It’s been said that data is the new oil because it’s so valuable. It provides insights into everything from consumer behaviour to potential trends and growth opportunities, playing a major role in business decision-making.
But gathering and analysing data is time-consuming, both in hours and labour, which is where secondary data comes in so useful.
What Is Secondary Data?
Secondary data is any information that was originally collected for a different purpose but is now being reused. It can include government reports, industry studies, academic research, company records, and publicly available statistics, amongst many other types of information.
Because the data already exists, researchers or a data analysis company like https://shepper.com/ can quickly access large volumes of information and identify trends, patterns, and benchmarks in a far shorter turnaround time.
In business, secondary data is commonly used in market research, competitive analysis, and strategic planning, where understanding the broader landscape is essential for planning growth and maintaining a competitive advantage.

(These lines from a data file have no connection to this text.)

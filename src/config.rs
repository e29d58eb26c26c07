use anyhow::{ensure, Result};
use serde::Deserialize;
use std::path::PathBuf;

use crate::bus::QualityOfService;

#[derive(Debug, Clone, Deserialize)]
pub struct Config {
    pub bus: BusConfig,
    pub audio: AudioConfig,
    pub recognizer: RecognizerConfig,
    /// Verbose logging when `RUST_LOG` is not set
    #[serde(default)]
    pub debug: bool,
}

/// Which broker connection backs the bus client
#[derive(Debug, Clone, Copy, PartialEq, Eq, Deserialize, clap::ValueEnum)]
#[serde(rename_all = "lowercase")]
pub enum TransportKind {
    Nats,
    Memory,
}

#[derive(Debug, Clone, Deserialize)]
pub struct BusConfig {
    pub transport: TransportKind,
    pub host: String,
    pub port: u16,
    #[serde(default)]
    pub username: Option<String>,
    #[serde(default)]
    pub password: Option<String>,
    pub base_topic: String,
    pub default_qos: QualityOfService,
    pub connect_timeout_ms: u64,
    pub publish_timeout_ms: u64,
    pub disconnect_grace_ms: u64,
    pub subscribe_poll_ms: u64,
}

impl BusConfig {
    pub fn url(&self) -> String {
        format!("nats://{}:{}", self.host, self.port)
    }

    /// Username and password, only when both are set
    pub fn credentials(&self) -> Option<(String, String)> {
        match (&self.username, &self.password) {
            (Some(user), Some(password)) => Some((user.clone(), password.clone())),
            _ => None,
        }
    }
}

#[derive(Debug, Clone, Deserialize)]
pub struct AudioConfig {
    pub sample_rate: u32,
    /// Capture block length in milliseconds
    pub block_ms: u64,
    /// Frame queue bound, in blocks
    pub queue_capacity: usize,
}

impl AudioConfig {
    /// Samples per captured block
    pub fn block_samples(&self) -> usize {
        (self.sample_rate as u64 * self.block_ms / 1000) as usize
    }
}

#[derive(Debug, Clone, Deserialize)]
pub struct RecognizerConfig {
    pub model_path: String,
}

impl RecognizerConfig {
    /// Model directory with `~` expanded
    pub fn model_path(&self) -> PathBuf {
        PathBuf::from(shellexpand::tilde(&self.model_path).into_owned())
    }
}

impl Config {
    /// Load configuration from `path` (optional, any supported format)
    /// layered over defaults and under `ASSISTANT__SECTION__KEY` variables
    pub fn load(path: &str) -> Result<Self> {
        let settings = config::Config::builder()
            .set_default("bus.transport", "nats")?
            .set_default("bus.host", "localhost")?
            .set_default("bus.port", 4222_i64)?
            .set_default("bus.base_topic", "assistant")?
            .set_default("bus.default_qos", "at_least_once")?
            .set_default("bus.connect_timeout_ms", 5000_i64)?
            .set_default("bus.publish_timeout_ms", 5000_i64)?
            .set_default("bus.disconnect_grace_ms", 250_i64)?
            .set_default("bus.subscribe_poll_ms", 1000_i64)?
            .set_default("audio.sample_rate", 16000_i64)?
            .set_default("audio.block_ms", 60_i64)?
            .set_default("audio.queue_capacity", 64_i64)?
            .set_default("recognizer.model_path", "models/vosk-model-small-es-0.42")?
            .set_default("debug", false)?
            .add_source(config::File::with_name(path).required(false))
            .add_source(config::Environment::with_prefix("ASSISTANT").separator("__"))
            .build()?;

        let config: Config = settings.try_deserialize()?;
        config.validate()?;

        Ok(config)
    }

    pub fn validate(&self) -> Result<()> {
        ensure!(self.audio.sample_rate > 0, "audio.sample_rate must be positive");
        ensure!(
            self.audio.block_samples() > 0,
            "audio.block_ms of {} ms yields an empty block at {} Hz",
            self.audio.block_ms,
            self.audio.sample_rate
        );
        ensure!(self.audio.queue_capacity > 0, "audio.queue_capacity must be positive");
        ensure!(!self.bus.base_topic.trim().is_empty(), "bus.base_topic must not be empty");
        ensure!(self.bus.connect_timeout_ms > 0, "bus.connect_timeout_ms must be positive");
        ensure!(self.bus.publish_timeout_ms > 0, "bus.publish_timeout_ms must be positive");
        ensure!(self.bus.subscribe_poll_ms > 0, "bus.subscribe_poll_ms must be positive");
        Ok(())
    }
}
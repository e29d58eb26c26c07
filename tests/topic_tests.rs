// Integration tests for topic naming and wildcard matching

use voice_assistant::bus::topic::{
    check_subject_safe, from_subject, join_topic, subject_patterns, to_subject, topic_matches,
};

#[test]
fn test_join_topic() {
    assert_eq!(join_topic("assistant", "tts/say"), "assistant/tts/say");
    assert_eq!(join_topic("assistant/", "/tts/say"), "assistant/tts/say");
    assert_eq!(join_topic("", "tts/say"), "tts/say");
    assert_eq!(join_topic("assistant", ""), "assistant");
}

#[test]
fn test_exact_match() {
    assert!(topic_matches("assistant/tts/say", "assistant/tts/say"));
    assert!(!topic_matches("assistant/tts/say", "assistant/tts"));
    assert!(!topic_matches("assistant/tts", "assistant/tts/say"));
}

#[test]
fn test_single_level_wildcard() {
    assert!(topic_matches("assistant/+/play", "assistant/spotify/play"));
    assert!(!topic_matches("assistant/+/play", "assistant/spotify/next"));
    assert!(!topic_matches("assistant/+", "assistant/spotify/play"));
}

#[test]
fn test_multi_level_wildcard() {
    assert!(topic_matches("assistant/#", "assistant/spotify/play_song"));
    assert!(topic_matches("assistant/#", "assistant"));
    assert!(topic_matches("#", "anything/at/all"));
    assert!(!topic_matches("assistant/#", "other/spotify"));
}

#[test]
fn test_nats_subject_mapping() {
    assert_eq!(to_subject("assistant/spotify/play"), "assistant.spotify.play");
    assert_eq!(to_subject("assistant/+/play"), "assistant.*.play");
    assert_eq!(to_subject("assistant/#"), "assistant.>");
    assert_eq!(from_subject("assistant.tts.say"), "assistant/tts/say");
}

#[test]
fn test_parent_level_subscribed_on_nats() {
    // "assistant/#" matches "assistant" itself, which NATS ">" would not
    assert!(topic_matches("assistant/#", "assistant"));
    assert_eq!(subject_patterns("assistant/#"), vec!["assistant", "assistant.>"]);
    assert_eq!(subject_patterns("#"), vec![">"]);
    assert_eq!(subject_patterns("assistant/+/play"), vec!["assistant.*.play"]);
}

#[test]
fn test_topics_without_subject_equivalent_are_refused() {
    assert!(check_subject_safe("assistant/spotify/play_song").is_ok());
    assert!(check_subject_safe("assistant/+/#").is_ok());

    // A dotted level would come back as two levels
    assert_eq!(from_subject(&to_subject("assistant/v1.2/say")), "assistant/v1/2/say");
    assert!(check_subject_safe("assistant/v1.2/say").is_err());
    assert!(check_subject_safe("assistant/tts say").is_err());
    assert!(check_subject_safe("assistant//say").is_err());
}
use anyhow::{ensure, Context, Result};
use hound::WavReader;
use std::path::{Path, PathBuf};
use std::sync::atomic::{AtomicBool, Ordering};
use std::sync::Arc;
use std::thread::{self, JoinHandle};
use std::time::{Duration, Instant};
use tracing::{error, info, warn};

use super::backend::{AudioBackend, AudioBackendConfig, AudioFrame};
use super::block::BlockAssembler;
use super::queue::{FrameSender, PushOutcome};

pub struct AudioFile {
    pub path: String,
    pub duration_seconds: f64,
    pub sample_rate: u32,
    pub channels: u16,
    pub samples: Vec<i16>,
}

impl AudioFile {
    pub fn open(path: impl AsRef<Path>) -> Result<Self> {
        let path = path.as_ref();
        info!("Opening audio file: {}", path.display());

        let reader = WavReader::open(path)
            .context("Failed to open WAV file")?;

        let spec = reader.spec();
        ensure!(
            spec.bits_per_sample == 16 && spec.sample_format == hound::SampleFormat::Int,
            "Expected 16-bit PCM, got {}-bit {:?}",
            spec.bits_per_sample,
            spec.sample_format
        );

        let samples: Vec<i16> = reader
            .into_samples::<i16>()
            .collect::<Result<Vec<_>, _>>()
            .context("Failed to read audio samples")?;

        let duration_seconds = samples.len() as f64 /
            (spec.sample_rate as f64 * spec.channels as f64);

        info!(
            "Audio file loaded: {:.1}s, {}Hz, {} channels, {} samples",
            duration_seconds,
            spec.sample_rate,
            spec.channels,
            samples.len()
        );

        Ok(Self {
            path: path.display().to_string(),
            duration_seconds,
            sample_rate: spec.sample_rate,
            channels: spec.channels,
            samples,
        })
    }

    /// Down-mix interleaved channels to mono by averaging
    pub fn to_mono(&self) -> Vec<i16> {
        if self.channels <= 1 {
            return self.samples.clone();
        }

        self.samples
            .chunks_exact(self.channels as usize)
            .map(|frame| {
                let sum: i32 = frame.iter().map(|&s| s as i32).sum();
                (sum / self.channels as i32) as i16
            })
            .collect()
    }
}

/// Replays a WAV file as if it were being captured
///
/// Without `realtime` the replay runs as fast as the recognizer consumes,
/// waiting for queue room instead of evicting frames.
pub struct FileBackend {
    path: PathBuf,
    config: AudioBackendConfig,
    realtime: bool,
    stop: Arc<AtomicBool>,
    capturing: Arc<AtomicBool>,
    worker: Option<JoinHandle<()>>,
}

impl FileBackend {
    pub fn new(path: impl Into<PathBuf>, config: AudioBackendConfig, realtime: bool) -> Self {
        Self {
            path: path.into(),
            config,
            realtime,
            stop: Arc::new(AtomicBool::new(false)),
            capturing: Arc::new(AtomicBool::new(false)),
            worker: None,
        }
    }
}

impl AudioBackend for FileBackend {
    fn start(&mut self, frames: FrameSender) -> Result<()> {
        ensure!(self.worker.is_none(), "File replay already started");

        let file = AudioFile::open(&self.path)?;
        ensure!(
            file.sample_rate == self.config.sample_rate,
            "{} is {} Hz but capture is configured for {} Hz",
            file.path,
            file.sample_rate,
            self.config.sample_rate
        );

        let samples = file.to_mono();
        let sample_rate = self.config.sample_rate;
        let block_duration = Duration::from_millis(self.config.block_duration_ms);
        let mut assembler = BlockAssembler::new(self.config.block_samples());
        let realtime = self.realtime;
        let stop = Arc::clone(&self.stop);
        let capturing = Arc::clone(&self.capturing);

        self.stop.store(false, Ordering::SeqCst);
        self.capturing.store(true, Ordering::SeqCst);

        let worker = thread::Builder::new()
            .name("audio-replay".to_string())
            .spawn(move || {
                let started = Instant::now();
                let mut blocks = Vec::new();
                assembler.push(&samples, |block| blocks.push(block));
                blocks.extend(assembler.finish());

                for (sequence, block) in blocks.into_iter().enumerate() {
                    if stop.load(Ordering::SeqCst) {
                        break;
                    }

                    let sequence = sequence as u64;
                    let frame = AudioFrame {
                        samples: block,
                        sample_rate,
                        sequence,
                        timestamp_ms: sequence * block_duration.as_millis() as u64,
                    };

                    let outcome = if realtime {
                        frames.push(frame)
                    } else {
                        frames.push_timeout(frame, block_duration * 16)
                    };

                    match outcome {
                        PushOutcome::Queued => {}
                        PushOutcome::Evicted | PushOutcome::Discarded => {
                            warn!(sequence, "Recognizer falling behind, audio dropped")
                        }
                        PushOutcome::Closed => {
                            error!("Frame queue closed, ending replay");
                            break;
                        }
                    }

                    if realtime {
                        let due = block_duration * (sequence as u32 + 1);
                        if let Some(wait) = due.checked_sub(started.elapsed()) {
                            thread::sleep(wait);
                        }
                    }
                }

                capturing.store(false, Ordering::SeqCst);
                info!("File replay finished after {:.1}s", started.elapsed().as_secs_f64());
                // `frames` drops here, signalling end of input
            })
            .context("Failed to spawn replay thread")?;

        self.worker = Some(worker);
        Ok(())
    }

    fn stop(&mut self) -> Result<()> {
        self.stop.store(true, Ordering::SeqCst);
        if let Some(worker) = self.worker.take() {
            if worker.join().is_err() {
                error!("Replay thread panicked");
            }
        }
        self.capturing.store(false, Ordering::SeqCst);
        Ok(())
    }

    fn is_capturing(&self) -> bool {
        self.capturing.load(Ordering::SeqCst)
    }

    fn name(&self) -> &str {
        "file"
    }
}
use super::config::SessionInput;
use super::stats::SessionStats;
use crate::actions::{ActionDispatcher, DispatchStats};
use crate::audio::{frame_queue, AudioBackend, QueueStats};
use crate::bus::BusClient;
use crate::dispatch::{dispatch_bridge, DispatchBridge, UtteranceResult};
use crate::speech::{RecognizerHandle, RecognizerStats, RecognizerWorker};
use anyhow::{anyhow, bail, Context, Result};
use chrono::{DateTime, Utc};
use std::io::BufRead;
use std::sync::Arc;
use std::thread;
use tokio::sync::oneshot;
use tokio::task::JoinHandle;
use tracing::{error, info, warn};

/// Pieces of a running pipeline, torn down by [`AssistantSession::stop`]
struct Pipeline {
    backend: Option<Box<dyn AudioBackend>>,
    recognizer: Option<RecognizerHandle>,
    queue_stats: Option<Arc<QueueStats>>,
    reader_done: Option<oneshot::Receiver<()>>,
    dispatcher_shutdown: oneshot::Sender<()>,
    dispatcher_task: JoinHandle<DispatchStats>,
}

/// A running assistant: audio or typed input in, bus messages out
pub struct AssistantSession {
    /// Shared with the dispatcher and its handling tasks
    bus: Arc<BusClient>,

    dispatcher: Arc<ActionDispatcher>,

    /// When the session started
    started_at: DateTime<Utc>,

    pipeline: Option<Pipeline>,
}

impl AssistantSession {
    pub fn new(dispatcher: ActionDispatcher) -> Self {
        Self {
            bus: Arc::clone(dispatcher.bus()),
            dispatcher: Arc::new(dispatcher),
            started_at: Utc::now(),
            pipeline: None,
        }
    }

    pub fn is_running(&self) -> bool {
        self.pipeline.is_some()
    }

    /// Start the pipeline
    ///
    /// Must be called from inside the scheduler runtime: the dispatcher run
    /// loop is spawned onto it before any producer starts.
    pub async fn start(&mut self, input: SessionInput) -> Result<()> {
        if self.pipeline.is_some() {
            bail!("Session already started");
        }

        info!("Starting assistant session ({})", input.describe());
        self.started_at = Utc::now();

        self.bus
            .connect()
            .await
            .context("Failed to connect to the message bus")?;

        let (bridge, utterances) = dispatch_bridge();
        let (dispatcher_shutdown, shutdown_rx) = oneshot::channel();
        let dispatcher_task = tokio::spawn(Arc::clone(&self.dispatcher).run(utterances, shutdown_rx));

        let mut pipeline = Pipeline {
            backend: None,
            recognizer: None,
            queue_stats: None,
            reader_done: None,
            dispatcher_shutdown,
            dispatcher_task,
        };

        let started = match input {
            SessionInput::Audio {
                engine,
                mut backend,
                queue_capacity,
            } => {
                let (frames_tx, frames_rx) = frame_queue(queue_capacity);
                pipeline.queue_stats = Some(frames_tx.stats());

                match RecognizerWorker::spawn(engine, frames_rx, bridge) {
                    Ok(recognizer) => {
                        pipeline.recognizer = Some(recognizer);
                        let started = backend.start(frames_tx).context("Failed to start audio capture");
                        pipeline.backend = Some(backend);
                        started
                    }
                    Err(e) => Err(e),
                }
            }
            SessionInput::Text(lines) => {
                let (done_tx, done_rx) = oneshot::channel();
                pipeline.reader_done = Some(done_rx);
                Self::spawn_reader(lines, bridge, done_tx)
            }
        };

        self.pipeline = Some(pipeline);

        if let Err(e) = started {
            error!("Session failed to start: {:#}", e);
            if let Err(cleanup) = self.stop().await {
                warn!("Cleanup after failed start: {:#}", cleanup);
            }
            return Err(e);
        }

        info!("Assistant session started");
        Ok(())
    }

    /// Resolve once the input is exhausted or the recognizer exits
    ///
    /// For live capture this only happens on a fatal recognizer error;
    /// callers race it against their own stop signal.
    pub async fn wait(&mut self) {
        let Some(pipeline) = self.pipeline.as_mut() else {
            return;
        };

        if let Some(recognizer) = pipeline.recognizer.as_mut() {
            recognizer.finished().await;
        } else if let Some(reader_done) = pipeline.reader_done.take() {
            let _ = reader_done.await;
        }
    }

    /// Stop the pipeline and return the final statistics
    ///
    /// Every stage is torn down even if an earlier one failed; a fatal
    /// recognizer error is returned after cleanup.
    pub async fn stop(&mut self) -> Result<SessionStats> {
        let Some(mut pipeline) = self.pipeline.take() else {
            bail!("Session not running");
        };

        info!("Stopping assistant session");

        if let Some(backend) = pipeline.backend.as_mut() {
            if let Err(e) = backend.stop() {
                error!("Failed to stop audio backend: {:#}", e);
            }
        }

        let mut failure = None;
        let mut recognizer_stats: Option<RecognizerStats> = None;
        if let Some(recognizer) = pipeline.recognizer.take() {
            recognizer.stop();
            let joined = tokio::task::spawn_blocking(move || recognizer.join())
                .await
                .map_err(|e| anyhow!("Recognizer join task failed: {}", e))
                .and_then(|stats| stats);
            match joined {
                Ok(stats) => recognizer_stats = Some(stats),
                Err(e) => failure = Some(e),
            }
        }

        // The run loop may already be gone if every producer finished
        let _ = pipeline.dispatcher_shutdown.send(());
        let dispatch = match pipeline.dispatcher_task.await {
            Ok(stats) => stats,
            Err(e) => {
                error!("Dispatcher task panicked: {}", e);
                self.dispatcher.stats()
            }
        };

        self.bus.disconnect().await;

        let (frames_captured, frames_dropped) = pipeline
            .queue_stats
            .map_or((0, 0), |stats| (stats.enqueued(), stats.dropped()));

        let duration = Utc::now().signed_duration_since(self.started_at);
        let stats = SessionStats {
            started_at: self.started_at,
            duration_secs: duration.num_milliseconds() as f64 / 1000.0,
            frames_captured,
            frames_dropped,
            recognizer: recognizer_stats,
            dispatch,
        };

        if frames_dropped > 0 {
            warn!("{} audio frames dropped during the session", frames_dropped);
        }
        info!("Assistant session stopped");

        match failure {
            Some(e) => Err(e),
            None => Ok(stats),
        }
    }

    /// Treat each non-blank line as a finalized utterance
    ///
    /// The reader thread is detached: a blocking read cannot be interrupted,
    /// and once the bridge is closed its submissions are simply refused.
    fn spawn_reader(
        lines: Box<dyn BufRead + Send>,
        bridge: DispatchBridge,
        done: oneshot::Sender<()>,
    ) -> Result<()> {
        thread::Builder::new()
            .name("line-reader".to_string())
            .spawn(move || {
                let mut sequence = 0;
                for line in lines.lines() {
                    let line = match line {
                        Ok(line) => line,
                        Err(e) => {
                            error!("Failed to read input: {}", e);
                            break;
                        }
                    };

                    let Some(utterance) = UtteranceResult::new(sequence, &line) else {
                        continue;
                    };
                    sequence += 1;

                    if let Err(e) = bridge.submit(utterance) {
                        warn!("{}", e);
                        break;
                    }
                }

                info!("Input exhausted after {} utterances", sequence);
                let _ = done.send(());
            })
            .context("Failed to spawn line reader thread")?;

        Ok(())
    }
}
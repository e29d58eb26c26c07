//! Hand-off from worker threads to the cooperative scheduler
//!
//! `submit` is a plain, non-blocking send on an unbounded FIFO. The scheduler
//! drains the other end in its own run loop, so worker threads never touch
//! scheduler-owned state and utterances arrive in submission order.

use chrono::{DateTime, Utc};
use thiserror::Error;
use tokio::sync::mpsc;

/// A finalized utterance; the text is never empty
#[derive(Debug, PartialEq, Eq)]
pub struct UtteranceResult {
    text: String,
    sequence: u64,
    finalized_at: DateTime<Utc>,
}

impl UtteranceResult {
    /// Build a result from raw recognizer text, or `None` if it is blank
    pub fn new(sequence: u64, text: impl AsRef<str>) -> Option<Self> {
        let text = text.as_ref().trim();
        if text.is_empty() {
            return None;
        }

        Some(Self {
            text: text.to_string(),
            sequence,
            finalized_at: Utc::now(),
        })
    }

    pub fn text(&self) -> &str {
        &self.text
    }

    /// Finalization order within one producer
    pub fn sequence(&self) -> u64 {
        self.sequence
    }

    pub fn finalized_at(&self) -> DateTime<Utc> {
        self.finalized_at
    }
}

#[derive(Debug, Error, PartialEq, Eq)]
pub enum BridgeError {
    #[error("scheduler is not running; utterance #{0} was not delivered")]
    SchedulerUnavailable(u64),
}

/// Create a bridge; submissions queue until the receiver is drained
pub fn dispatch_bridge() -> (DispatchBridge, UtteranceReceiver) {
    let (tx, rx) = mpsc::unbounded_channel();
    (DispatchBridge { tx }, UtteranceReceiver { rx })
}

/// Producer side, callable from any thread
#[derive(Debug, Clone)]
pub struct DispatchBridge {
    tx: mpsc::UnboundedSender<UtteranceResult>,
}

impl DispatchBridge {
    /// Queue `utterance` for the scheduler and return immediately
    pub fn submit(&self, utterance: UtteranceResult) -> Result<(), BridgeError> {
        let sequence = utterance.sequence;
        self.tx
            .send(utterance)
            .map_err(|_| BridgeError::SchedulerUnavailable(sequence))
    }

    pub fn is_closed(&self) -> bool {
        self.tx.is_closed()
    }
}

/// Scheduler side of the bridge
#[derive(Debug)]
pub struct UtteranceReceiver {
    rx: mpsc::UnboundedReceiver<UtteranceResult>,
}

impl UtteranceReceiver {
    /// Next utterance, or `None` once closed and drained
    pub async fn recv(&mut self) -> Option<UtteranceResult> {
        self.rx.recv().await
    }

    /// Refuse new submissions; already queued utterances can still be received
    pub fn close(&mut self) {
        self.rx.close();
    }
}
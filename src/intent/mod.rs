mod matcher;

pub use matcher::{Intent, IntentMatcher, Parameters, Rule, RuleMatcher};
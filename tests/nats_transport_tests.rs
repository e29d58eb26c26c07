// Integration tests for the NATS transport without a server
//
// Nothing listens on port 1, so every handshake is refused. The link logs each
// state change, and the captured thread names show which thread wrote it.

use std::io::{self, Write};
use std::sync::{Arc, Mutex, OnceLock};
use std::time::{Duration, Instant};
use voice_assistant::bus::{pending_ack, BusLink, BusTransport, ConnectionState, NatsTransport};
use voice_assistant::config::{BusConfig, TransportKind};

#[derive(Clone, Default)]
struct CapturedLogs(Arc<Mutex<Vec<u8>>>);

impl CapturedLogs {
    fn lines_containing(&self, needle: &str) -> Vec<String> {
        let bytes = self.0.lock().unwrap();
        String::from_utf8_lossy(&bytes)
            .lines()
            .filter(|line| line.contains(needle))
            .map(str::to_string)
            .collect()
    }
}

impl Write for CapturedLogs {
    fn write(&mut self, buf: &[u8]) -> io::Result<usize> {
        self.0.lock().unwrap().extend_from_slice(buf);
        Ok(buf.len())
    }

    fn flush(&mut self) -> io::Result<()> {
        Ok(())
    }
}

fn captured_logs() -> CapturedLogs {
    static LOGS: OnceLock<CapturedLogs> = OnceLock::new();
    LOGS.get_or_init(|| {
        let logs = CapturedLogs::default();
        let writer = logs.clone();
        tracing_subscriber::fmt()
            .with_max_level(tracing::Level::DEBUG)
            .with_thread_names(true)
            .with_ansi(false)
            .with_writer(move || writer.clone())
            .init();
        logs
    })
    .clone()
}

fn unreachable_config() -> BusConfig {
    BusConfig {
        transport: TransportKind::Nats,
        host: "127.0.0.1".to_string(),
        port: 1,
        username: None,
        password: None,
        base_topic: "assistant".to_string(),
        default_qos: Default::default(),
        connect_timeout_ms: 1000,
        publish_timeout_ms: 1000,
        disconnect_grace_ms: 250,
        subscribe_poll_ms: 20,
    }
}

fn wait_for_log(logs: &CapturedLogs, needle: &str) -> Vec<String> {
    let deadline = Instant::now() + Duration::from_secs(5);
    loop {
        let lines = logs.lines_containing(needle);
        if !lines.is_empty() || Instant::now() > deadline {
            return lines;
        }
        std::thread::sleep(Duration::from_millis(10));
    }
}

#[test]
fn test_state_changes_come_from_network_thread() {
    let logs = captured_logs();
    let transport = NatsTransport::new(&unreachable_config()).unwrap();
    let link = BusLink::new();

    transport.open(Arc::clone(&link)).unwrap();

    let started = wait_for_log(&logs, "Broker handshake started");
    assert_eq!(started.len(), 1);
    assert!(started[0].contains("bus-net"), "handshake start reported off the network thread: {}", started[0]);

    let refused = wait_for_log(&logs, "Broker rejected connection");
    assert_eq!(refused.len(), 1);
    assert!(refused[0].contains("bus-net"), "refusal reported off the network thread: {}", refused[0]);
    assert_eq!(link.state(), ConnectionState::Disconnected);

    transport.close();

    let closed = wait_for_log(&logs, "Disconnected from broker");
    assert_eq!(closed.len(), 1);
    assert!(closed[0].contains("bus-net"), "close reported off the network thread: {}", closed[0]);
    assert_eq!(link.state(), ConnectionState::Disconnected);
}

#[tokio::test]
async fn test_operations_without_connection_are_refused() {
    let transport = NatsTransport::new(&unreachable_config()).unwrap();

    let (ack, pending) = pending_ack();
    transport.subscribe("assistant/tts/say", ack);
    assert!(pending.acknowledged().await.is_err());

    // A dotted level has no subject equivalent even before connecting
    let (ack, pending) = pending_ack();
    transport.subscribe("assistant/v1.2/#", ack);
    let reason = pending.acknowledged().await.unwrap_err();
    assert!(reason.contains("v1.2"), "unexpected reason: {}", reason);
}
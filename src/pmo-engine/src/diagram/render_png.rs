// Copyright 2026 The PMO Lifecycle Authors. All rights reserved.
// Use of this source code is governed by the Apache License,
// Version 2.0, that can be found in the LICENSE file.

//! SVG-to-PNG rasterization using resvg.
//!
//! Fonts come from the host system, so text appearance follows whatever
//! the machine running the export has installed.

use std::sync::Arc;

use resvg::tiny_skia;
use resvg::usvg;

use crate::catalog::Catalog;
use crate::common::{Error, ErrorCode, ErrorKind, Result};
use crate::config::{LayoutConfig, OverlayConfig};

/// Target size of the output image. Only one dimension is honored; the
/// other follows the SVG's aspect ratio. With neither set the SVG's own
/// size is used.
#[derive(Clone, Copy, Debug, Default)]
pub struct PngRenderOpts {
    pub width: Option<u32>,
    /// Ignored when `width` is set.
    pub height: Option<u32>,
}

fn png_err(details: String) -> Error {
    Error::new(ErrorKind::Export, ErrorCode::ExportFailed, Some(details))
}

pub fn render_png(
    catalog: &Catalog,
    config: &LayoutConfig,
    overlay: &OverlayConfig,
    opts: &PngRenderOpts,
) -> Result<Vec<u8>> {
    let svg = super::render_lifecycle_svg(catalog, config, overlay);
    svg_to_png(&svg, opts)
}

pub fn svg_to_png(svg_str: &str, opts: &PngRenderOpts) -> Result<Vec<u8>> {
    let mut fontdb = usvg::fontdb::Database::new();
    fontdb.load_system_fonts();

    let usvg_opts = usvg::Options {
        font_family: "Arial".to_string(),
        fontdb: Arc::new(fontdb),
        ..usvg::Options::default()
    };

    let tree = usvg::Tree::from_str(svg_str, &usvg_opts)
        .map_err(|e| png_err(format!("failed to parse SVG: {e}")))?;

    let svg_size = tree.size();
    let svg_w = svg_size.width();
    let svg_h = svg_size.height();

    let (px_w, px_h) = match (opts.width, opts.height) {
        (Some(w), _) => {
            let scale = w as f32 / svg_w;
            (w, (svg_h * scale).ceil() as u32)
        }
        (None, Some(h)) => {
            let scale = h as f32 / svg_h;
            ((svg_w * scale).ceil() as u32, h)
        }
        (None, None) => (svg_w.ceil() as u32, svg_h.ceil() as u32),
    };

    if px_w == 0 || px_h == 0 {
        return Err(png_err("computed image dimensions are zero".to_string()));
    }

    let mut pixmap = tiny_skia::Pixmap::new(px_w, px_h)
        .ok_or_else(|| png_err("failed to allocate pixmap".to_string()))?;
    pixmap.fill(tiny_skia::Color::WHITE);

    let transform = tiny_skia::Transform::from_scale(px_w as f32 / svg_w, px_h as f32 / svg_h);
    resvg::render(&tree, transform, &mut pixmap.as_mut());

    pixmap
        .encode_png()
        .map_err(|e| png_err(format!("failed to encode PNG: {e}")))
}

The Benefits and Limitations of Secondary Data
One of the main advantages of secondary data is its efficiency. It saves time and resources as there’s no need to design surveys or gather raw data manually. It also often comes from reputable sources, which can add credibility to research findings.
However, there are limitations. The data may not perfectly match your specific needs, may be outdated, or it could lack context about how it was originally collected, so it’s essential that you check the source’s reliability and the date range it covers to ensure its relevance.